There are very successful models across the nation that integrate academic instruction with an engineering CTE program to create effective STEM instruction.  Such programs replicate engineering design activity through the use of project based learning (PBL) which naturally integrate STEM subjects: “…the STEM PBL challenges provide students with authentic real-world problems captured and re-enacted in a multi-media format designed to emulate the real-world context in which the problems were encountered and solved.” (Massa, DeLaura, Dischino, Donnelly, Hanes, 2012).

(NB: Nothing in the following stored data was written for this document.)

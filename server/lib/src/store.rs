//! Persisted domain entities and the traits the engine uses to reach the
//! entry store. The engine never owns storage: every mutation here is a
//! read-modify-write against a collaborator, and the collaborator is free to
//! be LDAP, SQL or an in-memory map (see [`crate::testkit`]).

use base64::engine::general_purpose::URL_SAFE_NO_PAD;
use base64::Engine as _;
use ianus_proto::oauth2::{
    BackchannelTokenDeliveryMode, CodeChallengeMethod, GrantType, Prompt, SubjectType,
};
use rand::Rng;
use serde::{Deserialize, Serialize};

use crate::prelude::*;

/// A registered relying party. Owned by the persistence collaborator and
/// read-only to this subsystem.
#[derive(Serialize, Deserialize, Debug, Clone)]
pub struct Client {
    pub client_id: String,
    pub display_name: String,
    pub enabled: bool,
    /// Registered redirect targets. A requested `redirect_uri` must match
    /// one of these exactly.
    pub redirect_uris: Vec<Url>,
    pub grant_types: BTreeSet<GrantType>,
    pub subject_type: SubjectType,
    /// Trusted clients never see a consent page.
    pub trusted: bool,
    /// This client may only authorise through pushed authorisation requests.
    pub require_par: bool,
    pub require_pkce: bool,
    pub default_acr_values: Vec<String>,
    /// ACR values this client may request. Empty means unrestricted.
    pub authorized_acr_values: Vec<String>,
    pub default_max_age: Option<i64>,
    /// Force a login prompt on every authorisation for this client.
    pub default_prompt_login: bool,
    /// Whether granted consent is written back as a [`ClientAuthorisation`].
    pub persist_client_authorizations: bool,
    pub backchannel_delivery_mode: Option<BackchannelTokenDeliveryMode>,
    pub backchannel_notification_endpoint: Option<Url>,
    /// Token binding confirmation key material registered for id_tokens.
    pub id_token_token_binding_cnf: Option<String>,
    /// Name of the consent gathering policy bound to this client, resolved
    /// against the policy registry at engine construction.
    pub consent_gathering_policy: Option<String>,
}

impl Client {
    /// Response types this client may request, derived from its grant types.
    pub fn allows_response_type(&self, rt: ianus_proto::oauth2::ResponseType) -> bool {
        use ianus_proto::oauth2::ResponseType;
        match rt {
            ResponseType::Code => self.grant_types.contains(&GrantType::AuthorisationCode),
            ResponseType::Token | ResponseType::IdToken => {
                self.grant_types.contains(&GrantType::Implicit)
            }
        }
    }
}

pub trait ClientStore: Send + Sync {
    fn find_client(&self, client_id: &str) -> Result<Option<Client>, OperationError>;
}

#[derive(Serialize, Deserialize, Debug, Clone, Copy, PartialEq, Eq)]
pub enum SessionState {
    Unauthenticated,
    Authenticated,
}

/// Interactive sub-flow state stashed on the session between round trips.
/// A tagged value rather than a free-form attribute map so that an illegal
/// combination of stashed state is unrepresentable.
#[derive(Serialize, Deserialize, Debug, Clone, PartialEq)]
#[serde(tag = "kind", rename_all = "snake_case")]
pub enum SessionFlow {
    Idle,
    /// An ACR transition forced this session back to login; the prompt list
    /// to restore when the user returns is carried here.
    ForcedReauthentication { prompt: Vec<Prompt> },
    /// The user agent entered a device flow user code and is authorising it.
    DeviceVerification { user_code: String },
    /// An external consent gathering policy is walking the user through its
    /// step sequence.
    ConsentGathering { client_id: String, step: u32 },
}

/// Continuity of one user agent across requests. One session belongs to one
/// user agent; all mutation is read-most-recent, mutate, write-back.
#[derive(Serialize, Deserialize, Debug, Clone)]
pub struct Session {
    pub id: Uuid,
    pub state: SessionState,
    pub user_id: Option<String>,
    /// Epoch seconds of the last successful authentication.
    pub auth_time: Option<u64>,
    /// The authentication context class used for the last authentication.
    pub acr: Option<String>,
    /// Per-client consent decisions made during this session.
    pub permissions: BTreeMap<String, bool>,
    pub flow: SessionFlow,
}

impl Session {
    pub fn new_unauthenticated() -> Self {
        Session {
            id: Uuid::new_v4(),
            state: SessionState::Unauthenticated,
            user_id: None,
            auth_time: None,
            acr: None,
            permissions: BTreeMap::new(),
            flow: SessionFlow::Idle,
        }
    }

    pub fn new_authenticated(user_id: &str, acr: Option<&str>, ct: Duration) -> Self {
        Session {
            id: Uuid::new_v4(),
            state: SessionState::Authenticated,
            user_id: Some(user_id.to_string()),
            auth_time: Some(ct.as_secs()),
            acr: acr.map(str::to_string),
            permissions: BTreeMap::new(),
            flow: SessionFlow::Idle,
        }
    }

    pub fn is_authenticated(&self) -> bool {
        self.state == SessionState::Authenticated && self.user_id.is_some()
    }

    /// Return this session to the unauthenticated state, discarding the
    /// authenticated user. Consent decisions and flow state survive so an
    /// interrupted flow can resume after re-login.
    pub fn invalidate(&mut self) {
        self.state = SessionState::Unauthenticated;
        self.user_id = None;
        self.auth_time = None;
        self.acr = None;
    }

    pub fn add_permission(&mut self, client_id: &str, granted: bool) {
        self.permissions.insert(client_id.to_string(), granted);
    }

    pub fn is_permission_granted(&self, client_id: &str) -> bool {
        self.permissions.get(client_id).copied().unwrap_or(false)
    }

    pub fn device_user_code(&self) -> Option<&str> {
        match &self.flow {
            SessionFlow::DeviceVerification { user_code } => Some(user_code.as_str()),
            _ => None,
        }
    }
}

pub trait SessionStore: Send + Sync {
    fn find_session(&self, id: Uuid) -> Result<Option<Session>, OperationError>;
    /// Persist a session that does not exist yet. Fails with
    /// [`OperationError::DuplicateKey`] if it does.
    fn create_session(&self, session: &Session) -> Result<(), OperationError>;
    fn update_session(&self, session: &Session) -> Result<(), OperationError>;
}

/// Scopes a user has previously granted to a client, surviving the session
/// that granted them. Superseding writes happen only through the consent
/// resolver.
#[derive(Serialize, Deserialize, Debug, Clone, PartialEq)]
pub struct ClientAuthorisation {
    pub user_id: String,
    pub client_id: String,
    pub scopes: BTreeSet<String>,
}

pub trait ClientAuthorisationStore: Send + Sync {
    fn find_authorisation(
        &self,
        user_id: &str,
        client_id: &str,
    ) -> Result<Option<ClientAuthorisation>, OperationError>;
    fn save_authorisation(&self, authz: &ClientAuthorisation) -> Result<(), OperationError>;
    fn clear_authorisation(&self, user_id: &str, client_id: &str) -> Result<(), OperationError>;
}

#[derive(Serialize, Deserialize, Debug, Clone, PartialEq, Eq)]
pub enum IssuedTokenKind {
    Access,
    Refresh,
    IdToken,
}

#[derive(Serialize, Deserialize, Debug, Clone, PartialEq)]
pub struct IssuedToken {
    pub kind: IssuedTokenKind,
    pub value: String,
    pub expires_in: Option<u64>,
}

#[derive(Serialize, Deserialize, Debug, Clone, PartialEq)]
pub enum GrantKind {
    AuthorisationCode { code: String },
    Implicit,
    Ciba { auth_req_id: String },
    Device { device_code: String, user_code: String },
}

/// An issued credential context binding a subject, client and scope set to
/// the tokens minted from it. The grant id is immutable once created; the
/// token set grows as tokens are minted within the same request.
#[derive(Serialize, Deserialize, Debug, Clone)]
pub struct AuthorisationGrant {
    pub grant_id: Uuid,
    pub kind: GrantKind,
    pub user_id: String,
    pub client_id: String,
    pub auth_time: Option<u64>,
    pub scopes: BTreeSet<String>,
    pub nonce: Option<String>,
    pub acr: Option<String>,
    /// Raw `claims` request parameter attached for the token endpoint.
    pub claims: Option<String>,
    pub code_challenge: Option<Vec<u8>>,
    pub code_challenge_method: Option<CodeChallengeMethod>,
    pub token_binding_hash: Option<String>,
    pub session_id: Option<Uuid>,
    pub tokens: Vec<IssuedToken>,
    /// Backchannel grants flip this once the client has received the tokens.
    pub tokens_delivered: bool,
}

impl AuthorisationGrant {
    fn new(kind: GrantKind, user_id: &str, client: &Client, auth_time: Option<u64>) -> Self {
        AuthorisationGrant {
            grant_id: Uuid::new_v4(),
            kind,
            user_id: user_id.to_string(),
            client_id: client.client_id.clone(),
            auth_time,
            scopes: BTreeSet::new(),
            nonce: None,
            acr: None,
            claims: None,
            code_challenge: None,
            code_challenge_method: None,
            token_binding_hash: None,
            session_id: None,
            tokens: Vec::new(),
            tokens_delivered: false,
        }
    }

    pub fn new_code_grant(user_id: &str, client: &Client, auth_time: Option<u64>) -> Self {
        let code = gen_opaque_handle();
        Self::new(
            GrantKind::AuthorisationCode { code },
            user_id,
            client,
            auth_time,
        )
    }

    pub fn new_implicit_grant(user_id: &str, client: &Client, auth_time: Option<u64>) -> Self {
        Self::new(GrantKind::Implicit, user_id, client, auth_time)
    }

    pub fn authorisation_code(&self) -> Option<&str> {
        match &self.kind {
            GrantKind::AuthorisationCode { code } => Some(code.as_str()),
            _ => None,
        }
    }

    pub fn push_token(&mut self, token: IssuedToken) {
        self.tokens.push(token);
    }
}

pub trait GrantStore: Send + Sync {
    /// Persist the current state of a grant. Grants are saved after every
    /// mutation; the grant id is the stable key.
    fn save_grant(&self, grant: &AuthorisationGrant) -> Result<(), OperationError>;

    fn create_code_grant(
        &self,
        user_id: &str,
        client: &Client,
        auth_time: Option<u64>,
    ) -> Result<AuthorisationGrant, OperationError> {
        let grant = AuthorisationGrant::new_code_grant(user_id, client, auth_time);
        self.save_grant(&grant)?;
        Ok(grant)
    }

    fn create_implicit_grant(
        &self,
        user_id: &str,
        client: &Client,
        auth_time: Option<u64>,
    ) -> Result<AuthorisationGrant, OperationError> {
        let grant = AuthorisationGrant::new_implicit_grant(user_id, client, auth_time);
        self.save_grant(&grant)?;
        Ok(grant)
    }

    fn create_ciba_grant(
        &self,
        request: &CibaRequestRecord,
        client: &Client,
    ) -> Result<AuthorisationGrant, OperationError> {
        let mut grant = AuthorisationGrant::new(
            GrantKind::Ciba {
                auth_req_id: request.auth_req_id.clone(),
            },
            &request.user_id,
            client,
            None,
        );
        grant.scopes = request.scopes.clone();
        self.save_grant(&grant)?;
        Ok(grant)
    }

    fn create_device_grant(
        &self,
        pending: &DeviceAuthorizationRecord,
        client: &Client,
        user_id: &str,
        auth_time: Option<u64>,
    ) -> Result<AuthorisationGrant, OperationError> {
        let mut grant = AuthorisationGrant::new(
            GrantKind::Device {
                device_code: pending.device_code.clone(),
                user_code: pending.user_code.clone(),
            },
            user_id,
            client,
            auth_time,
        );
        grant.scopes = pending.scopes.clone();
        self.save_grant(&grant)?;
        Ok(grant)
    }
}

/// A pushed authorisation request at rest. The stored parameter set is the
/// complete source of truth for the eventual authorisation request.
#[derive(Serialize, Deserialize, Debug, Clone)]
pub struct Par {
    /// The `urn:ietf:params:oauth:request_uri:...` reference.
    pub reference: String,
    pub client_id: String,
    /// Epoch seconds after which the reference is dead.
    pub expires_at: u64,
    pub request: ianus_proto::oauth2::AuthorisationRequest,
}

impl Par {
    pub fn is_expired(&self, ct: Duration) -> bool {
        self.expires_at <= ct.as_secs()
    }
}

pub trait ParStore: Send + Sync {
    /// Look up and consume a pushed authorisation request. A reference
    /// resolves at most once; a second resolve returns `None`.
    fn resolve(&self, reference: &str) -> Result<Option<Par>, OperationError>;
}

/// A pending device flow authorisation, cached until the user enters the
/// user code or the TTL runs out.
#[derive(Serialize, Deserialize, Debug, Clone)]
pub struct DeviceAuthorizationRecord {
    pub device_code: String,
    pub user_code: String,
    pub client_id: String,
    pub scopes: BTreeSet<String>,
    pub issued_at: u64,
    pub expires_at: u64,
}

impl DeviceAuthorizationRecord {
    pub fn is_expired(&self, ct: Duration) -> bool {
        self.expires_at <= ct.as_secs()
    }
}

/// A pending backchannel (CIBA) authentication request, cached until the
/// interactive completion or the TTL runs out.
#[derive(Serialize, Deserialize, Debug, Clone)]
pub struct CibaRequestRecord {
    pub auth_req_id: String,
    pub client_id: String,
    pub user_id: String,
    pub scopes: BTreeSet<String>,
    pub expires_at: u64,
    pub client_notification_token: Option<String>,
}

impl CibaRequestRecord {
    pub fn is_expired(&self, ct: Duration) -> bool {
        self.expires_at <= ct.as_secs()
    }
}

/// TTL cache for the device and backchannel flows. `take_*` removes the
/// record, which is what makes a second completion of the same code a no-op
/// rather than a duplicate grant.
pub trait BackchannelCache: Send + Sync {
    fn insert_device(&self, record: DeviceAuthorizationRecord) -> Result<(), OperationError>;
    fn find_device_by_user_code(
        &self,
        user_code: &str,
    ) -> Result<Option<DeviceAuthorizationRecord>, OperationError>;
    fn take_device_by_user_code(
        &self,
        user_code: &str,
    ) -> Result<Option<DeviceAuthorizationRecord>, OperationError>;

    fn insert_ciba(&self, record: CibaRequestRecord) -> Result<(), OperationError>;
    fn take_ciba_by_auth_req_id(
        &self,
        auth_req_id: &str,
    ) -> Result<Option<CibaRequestRecord>, OperationError>;
}

/// An unguessable single-use handle - authorisation codes, opaque access
/// tokens and backchannel request ids are all minted from this.
pub fn gen_opaque_handle() -> String {
    let mut rng = rand::thread_rng();
    let mut buf = [0u8; 32];
    rng.fill(&mut buf);
    URL_SAFE_NO_PAD.encode(buf)
}

#[cfg(test)]
mod tests {
    use super::*;

    #[test]
    fn test_opaque_handles_are_unique() {
        let a = gen_opaque_handle();
        let b = gen_opaque_handle();
        assert_ne!(a, b);
        assert!(a.len() >= 40);
    }

    #[test]
    fn test_session_invalidate_keeps_flow_state() {
        let mut session = Session::new_authenticated("alice", Some("basic"), Duration::from_secs(100));
        session.flow = SessionFlow::DeviceVerification {
            user_code: "123-456-789".to_string(),
        };
        session.invalidate();

        assert_eq!(session.state, SessionState::Unauthenticated);
        assert!(session.user_id.is_none());
        assert_eq!(session.device_user_code(), Some("123-456-789"));
    }
}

Anytime a teacher makes a requirement for students to learn, collaborate, or produce a project using the appropriate technology, they leverage the learning gains by not only providing learning content in a compelling way, but in the context of how it is used in the world.  As we do this, we provide our students with the skill set for tomorrow’s workplace.  To be sure, the secret of an effective STEM program is understanding STEM Education is really a euphemism for WORKFORCE DEVELOPMENT.  Teaching our students necessary workplace skills, integrated, applied, and contextual, just as they are used in the real world, is the greatest possible outcome of the STEM Movement.

Atkinson, R and Mayo, M. (2012). “Refueling the U.S. innovation economy: Fresh Approaches to Science, Technology, Engineering and Mathematics (STEM) Education” ITIF – Information Technology and Innovation Foundation.
Bull, G. and Slykhuis, D. (2013). NTLS Design Challenge: Science & Engineering Strand.

Katehi, L., Pearson, G., & Feder, M. (2009).  Engineering in K-12 Education. Washington, DC: National Academies Press.

Massa, N., DeLaura, J., A., Dischino, M., Donnelly, J. F., Hanes, F., D. (2012). Problem Based Learning in a Pre-Service Technology and Engineering Course. American Society of Engineering Education.

Moravec (2010) “Obama: Education is a National Security Issue.”  Educational Futures. Jan 7, 2010.

Next Generation Science Standards: For States, By States. 2013. Volume 1: The Standards. Achieve Press Inc., Washington DC.

Next Generation Science Standards: For States, By States. 2013. Volume 2: Appendixes. Achieve Press Inc., Washington DC.

Sanders, M. (2009). “STEM, STEM Education, STEMmania.” The Technology Teacher Dec/Jan 2009.

“STEM INTEGRATION IN K-12 EDUCATION STATUS, PROSPECTS, AND AN AGENDA FOR RESEARCH” Report Brief 2014 National Research Council, National Academies Press. Washington DC.